Она замолчала, мысленно мягко проводя рукой по детскому личику.
– Я иногда думаю… если бы у меня был ребенок – я бы каждый день старалась запоминать его лицо. Не просто видеть, а запоминать.
Джон посмотрел на нее, но она уже отвела взгляд – будто сказала слишком много. Или, наоборот, ровно столько, сколько хотела.
В парке включились фонари. Свет падал пятнами, как кадры в темной комнате, когда проявляется пленка.

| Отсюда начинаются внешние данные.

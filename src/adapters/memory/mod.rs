//! In-process store implementations
//!
//! Used for tests and single-process deployments (`store_backend = "memory"`).
//! State is lost when the process exits.

pub mod jobs;
pub mod mappings;
pub mod stats;

pub use jobs::InMemoryJobStore;
pub use mappings::{read_mapping_dir, InMemoryMappingStore};
pub use stats::InMemoryStatsStore;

– Хочешь, я научу его играть? Не на сцене – а просто… чтобы ему было хорошо с самим собой.
Джон кивнул.
Он не знал, что сказал бы вместо этого. Но внутри у него было то чувство, которое давно стало редким – чувство доверия.
И в этот вечер он впервые подумал: если у Ларри будет шанс на счастье – то, возможно, вот с этой женщины он и начнется.
Он решил, что что бы ни происходило с этой страной, с этим миром и с его бизнесом, Джон должен это переживать вместе с ней – с Натали. Он даже не представлял тогда, какой круговорот событий и поворотов жизни им предстоит пройти вместе.
Глава восьмая.
Дом с окнами
Джон в свойственной ему манере стал проявлять настойчивость во встречах с Натали. Он поджидал ее у подъезда, провожал до института, появлялся там же ближе к вечеру – не договариваясь, не уточняя, не спрашивая. Просто приходил. Был там, где, как он знал, могла оказаться она. И если ее это поначалу удивляло, даже немного раздражало, он, похоже, не замечал – или делал вид, что не замечает. Ему было все равно, согласится она на встречу или отвергнет приглашение, – он не оставлял ей пространства для долгих раздумий, будто принимал решение сразу за двоих. Своим присутствием он не давил, но и не отступал.